* _Problem requirements_: When you reach the line containing "simply replaces the" in the data below, begin returning lines exactly as written, and stop once the line containing "const SETTLE_DISTANCE: f64 = 0.5;" has been returned.

(Stored data entries)
*** Begin section ***

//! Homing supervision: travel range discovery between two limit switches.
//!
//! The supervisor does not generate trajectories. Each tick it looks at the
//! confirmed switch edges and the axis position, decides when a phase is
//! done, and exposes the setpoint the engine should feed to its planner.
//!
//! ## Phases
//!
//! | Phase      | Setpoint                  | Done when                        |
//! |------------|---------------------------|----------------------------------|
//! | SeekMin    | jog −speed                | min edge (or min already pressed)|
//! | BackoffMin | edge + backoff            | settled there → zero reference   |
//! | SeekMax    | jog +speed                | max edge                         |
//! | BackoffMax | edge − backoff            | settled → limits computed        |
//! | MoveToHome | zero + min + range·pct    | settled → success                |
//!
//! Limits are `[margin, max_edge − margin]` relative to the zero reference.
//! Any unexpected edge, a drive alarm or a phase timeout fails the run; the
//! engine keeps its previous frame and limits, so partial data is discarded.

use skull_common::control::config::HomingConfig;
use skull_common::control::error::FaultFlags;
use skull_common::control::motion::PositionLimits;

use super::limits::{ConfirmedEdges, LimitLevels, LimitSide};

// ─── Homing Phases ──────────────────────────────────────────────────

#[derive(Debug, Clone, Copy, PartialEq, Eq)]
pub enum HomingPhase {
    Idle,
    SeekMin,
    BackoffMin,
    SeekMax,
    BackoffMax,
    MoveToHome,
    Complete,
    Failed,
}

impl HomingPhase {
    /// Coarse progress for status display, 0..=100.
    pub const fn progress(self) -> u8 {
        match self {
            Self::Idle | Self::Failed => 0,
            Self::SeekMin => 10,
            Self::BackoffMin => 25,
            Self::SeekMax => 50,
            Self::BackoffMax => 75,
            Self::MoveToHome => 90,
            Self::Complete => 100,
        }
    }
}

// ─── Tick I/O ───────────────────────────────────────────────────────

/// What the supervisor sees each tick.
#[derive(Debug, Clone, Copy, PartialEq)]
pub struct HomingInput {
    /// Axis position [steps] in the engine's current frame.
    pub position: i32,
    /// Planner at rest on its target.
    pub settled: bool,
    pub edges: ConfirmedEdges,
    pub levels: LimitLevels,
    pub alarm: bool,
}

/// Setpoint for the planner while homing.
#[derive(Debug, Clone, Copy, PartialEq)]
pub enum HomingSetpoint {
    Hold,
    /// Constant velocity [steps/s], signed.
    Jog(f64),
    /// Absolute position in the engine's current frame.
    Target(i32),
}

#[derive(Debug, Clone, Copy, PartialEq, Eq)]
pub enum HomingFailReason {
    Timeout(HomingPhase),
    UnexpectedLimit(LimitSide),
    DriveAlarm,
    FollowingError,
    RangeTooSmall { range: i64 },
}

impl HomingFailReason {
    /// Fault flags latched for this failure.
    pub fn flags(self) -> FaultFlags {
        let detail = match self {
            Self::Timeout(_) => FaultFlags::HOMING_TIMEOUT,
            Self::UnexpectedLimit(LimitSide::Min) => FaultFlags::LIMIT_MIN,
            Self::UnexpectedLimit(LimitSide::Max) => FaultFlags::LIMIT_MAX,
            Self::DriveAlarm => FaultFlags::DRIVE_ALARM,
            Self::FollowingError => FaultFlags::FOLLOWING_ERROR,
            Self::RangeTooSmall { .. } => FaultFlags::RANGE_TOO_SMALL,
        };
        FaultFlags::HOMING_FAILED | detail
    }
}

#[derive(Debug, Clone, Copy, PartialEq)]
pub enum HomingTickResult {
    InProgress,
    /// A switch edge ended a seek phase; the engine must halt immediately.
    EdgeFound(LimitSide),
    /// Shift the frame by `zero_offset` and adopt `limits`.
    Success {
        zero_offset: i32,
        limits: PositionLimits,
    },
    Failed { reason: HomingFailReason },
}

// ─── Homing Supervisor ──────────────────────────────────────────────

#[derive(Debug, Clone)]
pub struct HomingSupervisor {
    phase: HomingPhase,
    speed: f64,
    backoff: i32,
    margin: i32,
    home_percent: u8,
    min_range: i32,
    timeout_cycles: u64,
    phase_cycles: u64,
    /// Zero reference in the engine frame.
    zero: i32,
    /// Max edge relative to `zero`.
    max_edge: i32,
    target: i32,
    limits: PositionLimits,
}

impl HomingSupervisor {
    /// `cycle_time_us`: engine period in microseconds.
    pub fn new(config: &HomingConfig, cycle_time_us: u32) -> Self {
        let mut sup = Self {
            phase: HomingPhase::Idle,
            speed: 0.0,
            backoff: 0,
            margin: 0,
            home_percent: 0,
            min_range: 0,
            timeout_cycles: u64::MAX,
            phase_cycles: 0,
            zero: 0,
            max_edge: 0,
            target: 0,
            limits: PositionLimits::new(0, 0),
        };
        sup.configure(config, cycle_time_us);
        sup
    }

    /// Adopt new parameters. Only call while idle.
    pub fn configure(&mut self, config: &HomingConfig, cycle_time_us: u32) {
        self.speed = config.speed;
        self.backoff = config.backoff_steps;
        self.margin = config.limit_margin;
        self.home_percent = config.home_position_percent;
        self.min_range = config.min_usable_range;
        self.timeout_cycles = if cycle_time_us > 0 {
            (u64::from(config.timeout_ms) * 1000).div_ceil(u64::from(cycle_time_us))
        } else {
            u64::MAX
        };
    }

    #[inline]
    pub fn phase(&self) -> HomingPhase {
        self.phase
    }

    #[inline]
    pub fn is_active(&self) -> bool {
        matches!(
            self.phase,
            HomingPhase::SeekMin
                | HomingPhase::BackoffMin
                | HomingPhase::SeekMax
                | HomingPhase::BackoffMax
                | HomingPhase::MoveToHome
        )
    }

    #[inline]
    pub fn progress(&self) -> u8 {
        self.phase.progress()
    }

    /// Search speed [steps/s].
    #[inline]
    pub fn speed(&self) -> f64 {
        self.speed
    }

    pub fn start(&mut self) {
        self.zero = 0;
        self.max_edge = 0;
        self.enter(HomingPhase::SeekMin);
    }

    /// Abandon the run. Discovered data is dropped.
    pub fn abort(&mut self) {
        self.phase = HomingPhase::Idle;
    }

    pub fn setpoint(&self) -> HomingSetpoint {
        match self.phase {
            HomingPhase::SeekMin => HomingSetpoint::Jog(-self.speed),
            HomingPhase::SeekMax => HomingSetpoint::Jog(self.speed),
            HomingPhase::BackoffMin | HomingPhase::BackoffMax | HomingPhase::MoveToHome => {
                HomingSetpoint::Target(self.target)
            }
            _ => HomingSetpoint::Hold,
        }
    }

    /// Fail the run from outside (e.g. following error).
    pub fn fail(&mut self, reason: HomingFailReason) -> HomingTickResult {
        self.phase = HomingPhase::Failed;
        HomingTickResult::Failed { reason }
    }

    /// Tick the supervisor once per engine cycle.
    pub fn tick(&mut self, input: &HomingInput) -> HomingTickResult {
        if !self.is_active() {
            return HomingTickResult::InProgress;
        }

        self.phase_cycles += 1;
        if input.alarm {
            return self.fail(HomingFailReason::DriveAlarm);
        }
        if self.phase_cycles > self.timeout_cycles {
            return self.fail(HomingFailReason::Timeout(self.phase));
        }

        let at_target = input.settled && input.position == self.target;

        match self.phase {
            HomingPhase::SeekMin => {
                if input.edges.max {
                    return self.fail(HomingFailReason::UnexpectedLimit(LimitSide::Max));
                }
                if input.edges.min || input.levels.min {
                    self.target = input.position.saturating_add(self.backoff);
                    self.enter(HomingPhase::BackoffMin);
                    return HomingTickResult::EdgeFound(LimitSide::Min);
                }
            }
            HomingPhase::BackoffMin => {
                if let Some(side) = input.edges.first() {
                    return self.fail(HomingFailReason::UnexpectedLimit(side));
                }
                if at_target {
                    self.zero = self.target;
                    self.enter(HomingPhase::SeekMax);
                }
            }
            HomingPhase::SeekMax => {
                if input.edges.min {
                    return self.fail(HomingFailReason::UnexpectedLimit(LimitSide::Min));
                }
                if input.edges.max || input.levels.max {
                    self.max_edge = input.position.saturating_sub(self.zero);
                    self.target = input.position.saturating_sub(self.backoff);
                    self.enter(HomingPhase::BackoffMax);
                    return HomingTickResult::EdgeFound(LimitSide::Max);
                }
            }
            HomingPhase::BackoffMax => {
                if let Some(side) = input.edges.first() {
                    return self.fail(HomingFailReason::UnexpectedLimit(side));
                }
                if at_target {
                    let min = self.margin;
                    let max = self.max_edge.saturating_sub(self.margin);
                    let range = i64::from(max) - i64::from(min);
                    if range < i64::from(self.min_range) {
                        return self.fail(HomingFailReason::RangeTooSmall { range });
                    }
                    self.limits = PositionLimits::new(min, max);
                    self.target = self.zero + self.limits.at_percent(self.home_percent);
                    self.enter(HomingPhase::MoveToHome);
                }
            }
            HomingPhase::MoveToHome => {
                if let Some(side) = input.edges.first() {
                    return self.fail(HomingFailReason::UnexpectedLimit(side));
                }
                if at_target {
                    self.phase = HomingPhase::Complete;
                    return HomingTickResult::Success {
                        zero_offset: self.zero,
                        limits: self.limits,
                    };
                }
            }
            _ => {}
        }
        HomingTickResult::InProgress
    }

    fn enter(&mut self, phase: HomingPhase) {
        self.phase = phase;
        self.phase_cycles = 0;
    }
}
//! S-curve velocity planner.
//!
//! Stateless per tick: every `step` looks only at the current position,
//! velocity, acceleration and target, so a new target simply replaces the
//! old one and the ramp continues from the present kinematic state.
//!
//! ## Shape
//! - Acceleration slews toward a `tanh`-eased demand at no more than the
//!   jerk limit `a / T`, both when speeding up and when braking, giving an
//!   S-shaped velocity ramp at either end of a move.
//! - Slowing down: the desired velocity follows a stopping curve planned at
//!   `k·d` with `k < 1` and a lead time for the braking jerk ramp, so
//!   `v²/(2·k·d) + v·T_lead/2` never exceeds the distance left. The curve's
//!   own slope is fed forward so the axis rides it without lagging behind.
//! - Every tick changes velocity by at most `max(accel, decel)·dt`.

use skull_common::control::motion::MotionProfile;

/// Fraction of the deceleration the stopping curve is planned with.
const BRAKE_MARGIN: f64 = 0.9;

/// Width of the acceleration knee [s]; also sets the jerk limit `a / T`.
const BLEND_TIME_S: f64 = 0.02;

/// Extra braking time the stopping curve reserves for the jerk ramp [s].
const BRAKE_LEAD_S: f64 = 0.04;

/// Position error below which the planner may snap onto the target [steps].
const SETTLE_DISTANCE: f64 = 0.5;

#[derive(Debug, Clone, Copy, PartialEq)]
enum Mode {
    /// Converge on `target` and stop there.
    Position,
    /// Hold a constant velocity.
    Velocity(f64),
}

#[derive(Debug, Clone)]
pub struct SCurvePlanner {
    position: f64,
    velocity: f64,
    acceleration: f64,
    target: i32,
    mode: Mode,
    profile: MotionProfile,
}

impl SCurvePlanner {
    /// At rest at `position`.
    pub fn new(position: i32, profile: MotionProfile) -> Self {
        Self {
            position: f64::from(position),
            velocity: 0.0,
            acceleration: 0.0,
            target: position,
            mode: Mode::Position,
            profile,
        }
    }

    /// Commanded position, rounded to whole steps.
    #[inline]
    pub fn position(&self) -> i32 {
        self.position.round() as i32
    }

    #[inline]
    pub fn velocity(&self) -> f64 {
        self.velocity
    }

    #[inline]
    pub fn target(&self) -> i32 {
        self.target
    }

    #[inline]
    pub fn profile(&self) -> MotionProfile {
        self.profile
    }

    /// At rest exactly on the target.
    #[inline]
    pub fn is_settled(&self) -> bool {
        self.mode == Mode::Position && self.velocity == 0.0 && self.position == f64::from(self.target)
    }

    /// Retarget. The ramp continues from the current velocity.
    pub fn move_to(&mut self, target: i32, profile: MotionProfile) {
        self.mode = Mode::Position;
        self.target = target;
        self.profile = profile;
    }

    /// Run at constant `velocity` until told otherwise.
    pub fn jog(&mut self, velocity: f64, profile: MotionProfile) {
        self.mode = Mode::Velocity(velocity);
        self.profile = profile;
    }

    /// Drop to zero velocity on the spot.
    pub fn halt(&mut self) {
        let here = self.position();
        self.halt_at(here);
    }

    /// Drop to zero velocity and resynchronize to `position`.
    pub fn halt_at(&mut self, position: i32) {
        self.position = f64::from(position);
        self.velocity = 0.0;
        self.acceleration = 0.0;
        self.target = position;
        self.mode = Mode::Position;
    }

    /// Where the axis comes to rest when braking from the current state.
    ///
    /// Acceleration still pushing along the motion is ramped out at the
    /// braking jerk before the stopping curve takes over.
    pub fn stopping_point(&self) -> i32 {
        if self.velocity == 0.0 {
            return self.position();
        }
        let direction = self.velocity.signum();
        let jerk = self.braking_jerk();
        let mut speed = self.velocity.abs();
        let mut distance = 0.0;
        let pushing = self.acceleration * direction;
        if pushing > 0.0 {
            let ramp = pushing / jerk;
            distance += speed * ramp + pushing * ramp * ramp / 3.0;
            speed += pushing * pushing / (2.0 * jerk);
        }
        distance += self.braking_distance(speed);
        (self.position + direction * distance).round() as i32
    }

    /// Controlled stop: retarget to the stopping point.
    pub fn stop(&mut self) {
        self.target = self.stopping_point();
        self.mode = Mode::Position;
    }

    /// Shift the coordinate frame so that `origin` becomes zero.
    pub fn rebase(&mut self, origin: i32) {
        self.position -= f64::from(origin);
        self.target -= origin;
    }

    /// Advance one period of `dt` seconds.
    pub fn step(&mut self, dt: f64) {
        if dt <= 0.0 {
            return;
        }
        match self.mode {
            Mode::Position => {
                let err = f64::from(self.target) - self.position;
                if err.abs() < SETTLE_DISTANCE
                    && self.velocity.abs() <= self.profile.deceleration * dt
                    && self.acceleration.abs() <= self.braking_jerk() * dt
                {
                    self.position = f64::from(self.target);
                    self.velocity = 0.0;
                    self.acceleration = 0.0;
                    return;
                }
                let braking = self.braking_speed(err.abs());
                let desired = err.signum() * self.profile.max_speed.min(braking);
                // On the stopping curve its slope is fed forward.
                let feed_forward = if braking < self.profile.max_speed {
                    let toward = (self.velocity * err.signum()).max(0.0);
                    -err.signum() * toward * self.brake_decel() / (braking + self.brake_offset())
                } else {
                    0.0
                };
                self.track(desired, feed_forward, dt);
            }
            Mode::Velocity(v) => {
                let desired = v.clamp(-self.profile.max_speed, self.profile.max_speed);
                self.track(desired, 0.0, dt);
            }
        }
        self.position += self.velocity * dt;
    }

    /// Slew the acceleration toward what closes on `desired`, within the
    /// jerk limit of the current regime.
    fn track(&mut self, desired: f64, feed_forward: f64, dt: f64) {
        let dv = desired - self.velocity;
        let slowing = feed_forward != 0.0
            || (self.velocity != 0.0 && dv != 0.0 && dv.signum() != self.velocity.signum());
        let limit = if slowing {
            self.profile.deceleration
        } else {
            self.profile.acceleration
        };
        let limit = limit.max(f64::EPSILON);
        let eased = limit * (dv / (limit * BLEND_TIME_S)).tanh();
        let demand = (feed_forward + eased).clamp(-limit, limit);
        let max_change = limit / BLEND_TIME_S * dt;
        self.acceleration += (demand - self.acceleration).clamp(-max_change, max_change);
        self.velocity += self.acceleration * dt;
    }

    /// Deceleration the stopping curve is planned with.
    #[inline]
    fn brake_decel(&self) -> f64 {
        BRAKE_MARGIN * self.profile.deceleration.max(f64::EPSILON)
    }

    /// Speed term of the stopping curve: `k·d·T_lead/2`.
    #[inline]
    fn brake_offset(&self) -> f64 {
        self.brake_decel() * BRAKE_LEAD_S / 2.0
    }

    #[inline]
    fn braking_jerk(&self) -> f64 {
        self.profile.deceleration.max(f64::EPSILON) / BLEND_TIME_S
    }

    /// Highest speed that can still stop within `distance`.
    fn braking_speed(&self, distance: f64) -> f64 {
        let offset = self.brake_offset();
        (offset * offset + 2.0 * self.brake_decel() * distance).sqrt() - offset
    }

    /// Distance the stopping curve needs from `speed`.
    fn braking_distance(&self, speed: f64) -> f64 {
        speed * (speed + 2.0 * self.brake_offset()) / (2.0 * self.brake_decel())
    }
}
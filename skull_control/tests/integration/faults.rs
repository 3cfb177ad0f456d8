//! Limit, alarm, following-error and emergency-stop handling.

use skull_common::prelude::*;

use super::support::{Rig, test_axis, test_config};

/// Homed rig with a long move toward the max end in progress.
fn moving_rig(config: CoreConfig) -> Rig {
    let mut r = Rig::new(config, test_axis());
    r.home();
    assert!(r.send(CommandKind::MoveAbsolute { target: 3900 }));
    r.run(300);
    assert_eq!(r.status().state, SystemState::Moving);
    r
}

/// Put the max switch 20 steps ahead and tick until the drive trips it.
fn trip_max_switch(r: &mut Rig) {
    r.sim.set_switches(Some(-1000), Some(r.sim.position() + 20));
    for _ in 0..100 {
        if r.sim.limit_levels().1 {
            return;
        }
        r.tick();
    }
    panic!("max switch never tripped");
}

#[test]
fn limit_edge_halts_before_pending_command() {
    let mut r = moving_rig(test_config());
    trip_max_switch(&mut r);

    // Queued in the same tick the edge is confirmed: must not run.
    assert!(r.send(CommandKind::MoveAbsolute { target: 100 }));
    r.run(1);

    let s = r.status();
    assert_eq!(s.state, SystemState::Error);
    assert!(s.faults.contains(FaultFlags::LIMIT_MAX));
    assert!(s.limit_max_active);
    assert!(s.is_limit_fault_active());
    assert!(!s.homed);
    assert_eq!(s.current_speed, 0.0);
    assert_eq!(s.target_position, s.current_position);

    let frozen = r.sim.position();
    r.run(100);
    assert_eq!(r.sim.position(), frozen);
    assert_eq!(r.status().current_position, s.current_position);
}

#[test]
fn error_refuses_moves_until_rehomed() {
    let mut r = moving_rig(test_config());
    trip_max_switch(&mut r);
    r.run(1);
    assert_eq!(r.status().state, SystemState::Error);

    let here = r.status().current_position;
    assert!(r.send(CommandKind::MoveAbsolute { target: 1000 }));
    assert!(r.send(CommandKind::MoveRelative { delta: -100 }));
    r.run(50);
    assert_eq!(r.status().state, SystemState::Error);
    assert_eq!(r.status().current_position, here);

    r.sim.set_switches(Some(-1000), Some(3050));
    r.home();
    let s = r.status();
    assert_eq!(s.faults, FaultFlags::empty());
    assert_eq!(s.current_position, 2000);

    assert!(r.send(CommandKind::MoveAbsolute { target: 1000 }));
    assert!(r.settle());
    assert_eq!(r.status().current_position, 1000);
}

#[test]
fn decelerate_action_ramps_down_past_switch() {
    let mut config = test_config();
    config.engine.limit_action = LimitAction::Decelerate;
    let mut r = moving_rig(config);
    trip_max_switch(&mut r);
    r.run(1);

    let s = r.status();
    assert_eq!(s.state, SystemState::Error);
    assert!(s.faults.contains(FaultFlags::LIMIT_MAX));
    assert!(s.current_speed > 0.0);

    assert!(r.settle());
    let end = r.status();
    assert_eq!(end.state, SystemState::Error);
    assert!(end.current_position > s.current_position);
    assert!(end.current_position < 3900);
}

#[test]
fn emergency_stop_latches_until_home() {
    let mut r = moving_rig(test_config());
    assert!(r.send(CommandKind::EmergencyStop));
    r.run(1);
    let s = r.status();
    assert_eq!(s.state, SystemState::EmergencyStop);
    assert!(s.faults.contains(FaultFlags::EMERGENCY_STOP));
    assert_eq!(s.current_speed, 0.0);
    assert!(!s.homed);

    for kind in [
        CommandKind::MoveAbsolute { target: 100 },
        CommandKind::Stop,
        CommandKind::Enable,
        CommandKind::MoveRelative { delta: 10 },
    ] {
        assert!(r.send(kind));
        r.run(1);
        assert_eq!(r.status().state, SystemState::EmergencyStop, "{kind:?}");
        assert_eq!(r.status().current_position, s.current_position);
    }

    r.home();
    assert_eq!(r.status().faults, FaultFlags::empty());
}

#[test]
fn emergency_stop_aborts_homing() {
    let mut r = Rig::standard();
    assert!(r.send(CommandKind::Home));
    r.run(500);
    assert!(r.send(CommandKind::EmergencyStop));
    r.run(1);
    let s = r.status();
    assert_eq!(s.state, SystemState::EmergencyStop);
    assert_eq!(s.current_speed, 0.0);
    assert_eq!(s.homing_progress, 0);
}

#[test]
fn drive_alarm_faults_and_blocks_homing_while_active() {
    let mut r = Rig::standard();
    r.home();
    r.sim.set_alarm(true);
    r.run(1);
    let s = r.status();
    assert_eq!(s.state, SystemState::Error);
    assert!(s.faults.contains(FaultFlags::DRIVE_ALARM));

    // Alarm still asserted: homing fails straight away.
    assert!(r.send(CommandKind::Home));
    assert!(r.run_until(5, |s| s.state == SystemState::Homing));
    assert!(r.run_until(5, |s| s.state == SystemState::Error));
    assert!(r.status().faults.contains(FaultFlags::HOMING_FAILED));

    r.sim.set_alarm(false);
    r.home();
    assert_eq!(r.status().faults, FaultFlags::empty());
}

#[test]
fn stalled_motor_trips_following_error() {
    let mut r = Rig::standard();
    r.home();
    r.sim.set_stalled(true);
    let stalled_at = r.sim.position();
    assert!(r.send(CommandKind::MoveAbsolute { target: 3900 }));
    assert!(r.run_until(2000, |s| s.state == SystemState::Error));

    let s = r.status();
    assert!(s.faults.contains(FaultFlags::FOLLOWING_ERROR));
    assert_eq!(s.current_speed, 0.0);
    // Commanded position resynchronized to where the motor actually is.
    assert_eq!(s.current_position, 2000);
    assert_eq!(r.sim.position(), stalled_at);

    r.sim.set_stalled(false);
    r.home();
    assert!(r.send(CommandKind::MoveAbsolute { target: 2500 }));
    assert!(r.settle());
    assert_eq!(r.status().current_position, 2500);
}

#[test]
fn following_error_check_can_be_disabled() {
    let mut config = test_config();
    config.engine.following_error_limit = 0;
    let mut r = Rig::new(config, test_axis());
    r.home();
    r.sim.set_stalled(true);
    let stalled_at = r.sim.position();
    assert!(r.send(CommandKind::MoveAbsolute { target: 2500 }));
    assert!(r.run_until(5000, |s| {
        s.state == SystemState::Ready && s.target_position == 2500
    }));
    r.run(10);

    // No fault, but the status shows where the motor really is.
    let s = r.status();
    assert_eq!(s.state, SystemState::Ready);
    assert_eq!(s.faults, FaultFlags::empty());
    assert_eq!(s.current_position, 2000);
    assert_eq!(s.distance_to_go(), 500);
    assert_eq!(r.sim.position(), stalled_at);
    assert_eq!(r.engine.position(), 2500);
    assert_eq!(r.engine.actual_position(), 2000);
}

*** End section ***

* _Written solution_:
//! velocity, acceleration and target, so a new target simply replaces the
//! old one and the ramp continues from the present kinematic state.
//!
//! ## Shape
//! - Acceleration slews toward a `tanh`-eased demand at no more than the
//!   jerk limit `a / T`, both when speeding up and when braking, giving an
//!   S-shaped velocity ramp at either end of a move.
//! - Slowing down: the desired velocity follows a stopping curve planned at
//!   `k·d` with `k < 1` and a lead time for the braking jerk ramp, so
//!   `v²/(2·k·d) + v·T_lead/2` never exceeds the distance left. The curve's
//!   own slope is fed forward so the axis rides it without lagging behind.
//! - Every tick changes velocity by at most `max(accel, decel)·dt`.

use skull_common::control::motion::MotionProfile;

/// Fraction of the deceleration the stopping curve is planned with.
const BRAKE_MARGIN: f64 = 0.9;

/// Width of the acceleration knee [s]; also sets the jerk limit `a / T`.
const BLEND_TIME_S: f64 = 0.02;

/// Extra braking time the stopping curve reserves for the jerk ramp [s].
const BRAKE_LEAD_S: f64 = 0.04;

/// Position error below which the planner may snap onto the target [steps].
const SETTLE_DISTANCE: f64 = 0.5;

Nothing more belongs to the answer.